[Records for this exercise Boundary: Start]

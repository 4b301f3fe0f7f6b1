//! # Sequential multi-body loader
//!
//! Fetches the ephemeris of every catalog body **one at a time**, pausing between requests so
//! the upstream service is never hit by two requests of the same session at once.
//!
//! ## Body lifecycle
//!
//! ```text
//! waiting ──► loading ──┬──► done   (points populated)
//!                       └──► error  (message populated, no points)
//! ```
//!
//! A retry moves a `done`/`error` body back to `waiting` and runs the same transitions.
//!
//! ## Observability
//!
//! The current [`BodyData`] list is published through a [`tokio::sync::watch`] channel, so a
//! progress view can follow every transition ([`SequentialLoader::subscribe`]). The final
//! [`SpaceDataset`] is returned by the call that ran the session.
//!
//! ## Exclusion
//!
//! Only one session or retry runs at a time. A call made while another is in flight is a no-op
//! returning `None`; it is not queued.

use std::sync::atomic::{AtomicBool, Ordering};
use std::time::Duration;

use serde::Serialize;
use tokio::sync::watch;
use tokio::time::Instant;
use tracing::{debug, info, warn};

use crate::bodies::{BodyDescriptor, BODIES};
use crate::config::OrreryConfig;
use crate::horizons::client::EphemerisSource;
use crate::horizons::space_point::SpacePoint;

pub mod timing;

use timing::{as_millis_u64, fmt_dur};

#[derive(Debug, Clone, Copy, PartialEq, Eq, Serialize)]
#[serde(rename_all = "lowercase")]
pub enum BodyStatus {
    Waiting,
    Loading,
    Done,
    Error,
}

/// Load state and data of one body.
#[derive(Debug, Clone, PartialEq, Serialize)]
#[serde(rename_all = "camelCase")]
pub struct BodyData {
    /// Raw identifier (Horizons id or friendly name)
    pub body: String,
    pub label: String,
    /// Ascending by date, one point per requested step
    pub points: Vec<SpacePoint>,
    pub status: BodyStatus,
    pub points_count: usize,
    pub load_time_ms: u64,
    #[serde(skip_serializing_if = "Option::is_none")]
    pub error: Option<String>,
}

impl BodyData {
    pub fn waiting(descriptor: &BodyDescriptor) -> Self {
        BodyData {
            body: descriptor.id.to_string(),
            label: descriptor.label.to_string(),
            points: Vec::new(),
            status: BodyStatus::Waiting,
            points_count: 0,
            load_time_ms: 0,
            error: None,
        }
    }

    /// `done` or `error`.
    pub fn is_terminal(&self) -> bool {
        matches!(self.status, BodyStatus::Done | BodyStatus::Error)
    }
}

/// Snapshot of all bodies once a session (or a retry) completes.
#[derive(Debug, Clone, PartialEq, Serialize)]
#[serde(rename_all = "camelCase")]
pub struct SpaceDataset {
    pub bodies: Vec<BodyData>,
    pub start_date: String,
    pub end_date: String,
    pub total_points: usize,
    pub total_load_time_ms: u64,
}

impl SpaceDataset {
    pub fn new(bodies: Vec<BodyData>, start_date: &str, end_date: &str, elapsed: Duration) -> Self {
        let total_points = bodies.iter().map(|b| b.points_count).sum();
        SpaceDataset {
            bodies,
            start_date: start_date.to_string(),
            end_date: end_date.to_string(),
            total_points,
            total_load_time_ms: as_millis_u64(elapsed),
        }
    }

    /// Length of the shared time axis: the longest point sequence of any body.
    pub fn total_steps(&self) -> usize {
        self.bodies.iter().map(|b| b.points.len()).max().unwrap_or(0)
    }

    /// The body whose dates define the time axis: the first one holding points.
    pub fn reference_body(&self) -> Option<&BodyData> {
        self.bodies.iter().find(|b| !b.points.is_empty())
    }

    pub fn body(&self, id: &str) -> Option<&BodyData> {
        self.bodies.iter().find(|b| b.body == id)
    }
}

/// Message left on bodies whose load never completed.
pub const CANCELLED_MESSAGE: &str = "load cancelled";

/// Held for the duration of a session or retry.
///
/// On drop, claimed bodies still `waiting` or `loading` are marked `error` (a dropped future
/// never reaches them), then the in-flight flag is cleared.
struct InFlight<'a> {
    flag: &'a AtomicBool,
    bodies: &'a watch::Sender<Vec<BodyData>>,
    claimed: Vec<String>,
}

impl<'a> InFlight<'a> {
    fn acquire(flag: &'a AtomicBool, bodies: &'a watch::Sender<Vec<BodyData>>) -> Option<Self> {
        flag.compare_exchange(false, true, Ordering::AcqRel, Ordering::Acquire)
            .ok()
            .map(|_| InFlight {
                flag,
                bodies,
                claimed: Vec::new(),
            })
    }

    fn claim<'b, I>(&mut self, body_ids: I)
    where
        I: IntoIterator<Item = &'b str>,
    {
        self.claimed.extend(body_ids.into_iter().map(str::to_string));
    }
}

impl Drop for InFlight<'_> {
    fn drop(&mut self) {
        let claimed = &self.claimed;
        self.bodies.send_if_modified(|bodies| {
            let mut cancelled = 0;
            for body in bodies
                .iter_mut()
                .filter(|b| !b.is_terminal() && claimed.contains(&b.body))
            {
                body.status = BodyStatus::Error;
                body.points.clear();
                body.points_count = 0;
                body.error = Some(CANCELLED_MESSAGE.to_string());
                cancelled += 1;
            }
            if cancelled > 0 {
                warn!(cancelled, "load interrupted before completion");
            }
            cancelled > 0
        });
        self.flag.store(false, Ordering::Release);
    }
}

pub struct SequentialLoader<S> {
    source: S,
    catalog: Vec<BodyDescriptor>,
    request_delay: Duration,
    bodies: watch::Sender<Vec<BodyData>>,
    in_flight: AtomicBool,
}

impl<S: EphemerisSource> SequentialLoader<S> {
    /// Loader over the default ten-body catalog.
    pub fn new(source: S, config: &OrreryConfig) -> Self {
        Self::with_catalog(source, BODIES.to_vec(), config.request_delay())
    }

    pub fn with_catalog(source: S, catalog: Vec<BodyDescriptor>, request_delay: Duration) -> Self {
        let (bodies, _) = watch::channel(initial_bodies(&catalog));
        SequentialLoader {
            source,
            catalog,
            request_delay,
            bodies,
            in_flight: AtomicBool::new(false),
        }
    }

    pub fn source(&self) -> &S {
        &self.source
    }

    /// Receiver following every body-state change.
    pub fn subscribe(&self) -> watch::Receiver<Vec<BodyData>> {
        self.bodies.subscribe()
    }

    /// Current state of every body.
    pub fn bodies(&self) -> Vec<BodyData> {
        self.bodies.borrow().clone()
    }

    pub fn is_loading(&self) -> bool {
        self.in_flight.load(Ordering::Acquire)
    }

    fn set_body<F>(&self, body_id: &str, update: F)
    where
        F: FnOnce(&mut BodyData),
    {
        self.bodies.send_modify(|bodies| {
            if let Some(body) = bodies.iter_mut().find(|b| b.body == body_id) {
                update(body);
            }
        });
    }

    fn snapshot(&self, start_date: &str, end_date: &str, elapsed: Duration) -> SpaceDataset {
        SpaceDataset::new(self.bodies(), start_date, end_date, elapsed)
    }

    async fn load_body(&self, body_id: &str, start_date: &str, end_date: &str) {
        self.set_body(body_id, |b| b.status = BodyStatus::Loading);
        let t0 = Instant::now();

        let result = self
            .source
            .fetch_ephemeris(body_id, start_date, end_date)
            .await;
        let elapsed = t0.elapsed();

        match result {
            Ok(points) => {
                info!(
                    body = body_id,
                    points = points.len(),
                    elapsed = %fmt_dur(elapsed),
                    "body loaded"
                );
                self.set_body(body_id, |b| {
                    b.status = BodyStatus::Done;
                    b.points_count = points.len();
                    b.points = points;
                    b.load_time_ms = as_millis_u64(elapsed);
                    b.error = None;
                });
            }
            Err(err) => {
                warn!(body = body_id, elapsed = %fmt_dur(elapsed), error = %err, "body failed");
                self.set_body(body_id, |b| {
                    b.status = BodyStatus::Error;
                    b.points.clear();
                    b.points_count = 0;
                    b.load_time_ms = as_millis_u64(elapsed);
                    b.error = Some(err.to_string());
                });
            }
        }
    }

    /// Run a full session over the catalog.
    ///
    /// Every body is reset to `waiting`, then loaded in catalog order with a pause after each
    /// attempt. A failing body never stops the session.
    ///
    /// Return
    /// ------
    /// * The completed dataset, or `None` when another session or retry is in flight.
    pub async fn start_load(&self, start_date: &str, end_date: &str) -> Option<SpaceDataset> {
        let Some(mut guard) = InFlight::acquire(&self.in_flight, &self.bodies) else {
            debug!(start_date, end_date, "load already in flight, start_load ignored");
            return None;
        };
        guard.claim(self.catalog.iter().map(|d| d.id));

        self.bodies.send_replace(initial_bodies(&self.catalog));
        let t0 = Instant::now();

        for descriptor in &self.catalog {
            self.load_body(descriptor.id, start_date, end_date).await;
            tokio::time::sleep(self.request_delay).await;
        }

        let dataset = self.snapshot(start_date, end_date, t0.elapsed());
        info!(
            bodies = dataset.bodies.len(),
            failed = dataset.bodies.iter().filter(|b| b.status == BodyStatus::Error).count(),
            total_points = dataset.total_points,
            elapsed = %fmt_dur(t0.elapsed()),
            "load session complete"
        );
        Some(dataset)
    }

    /// Re-fetch exactly one body, leaving the others untouched.
    ///
    /// Return
    /// ------
    /// * The refreshed dataset, or `None` when a load is in flight or the body is unknown.
    pub async fn retry_body(
        &self,
        body_id: &str,
        start_date: &str,
        end_date: &str,
    ) -> Option<SpaceDataset> {
        let Some(mut guard) = InFlight::acquire(&self.in_flight, &self.bodies) else {
            debug!(body = body_id, "load already in flight, retry ignored");
            return None;
        };

        if !self.bodies.borrow().iter().any(|b| b.body == body_id) {
            warn!(body = body_id, "retry requested for an unknown body");
            return None;
        }
        guard.claim([body_id]);

        self.set_body(body_id, |b| {
            b.status = BodyStatus::Waiting;
            b.points.clear();
            b.points_count = 0;
            b.error = None;
        });

        let t0 = Instant::now();
        self.load_body(body_id, start_date, end_date).await;
        Some(self.snapshot(start_date, end_date, t0.elapsed()))
    }
}

fn initial_bodies(catalog: &[BodyDescriptor]) -> Vec<BodyData> {
    catalog.iter().map(BodyData::waiting).collect()
}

[Records for this exercise Boundary: End]

Problem description - How many lines of the listing above contain the string "same"? Answer with the number alone.

Answer space - 2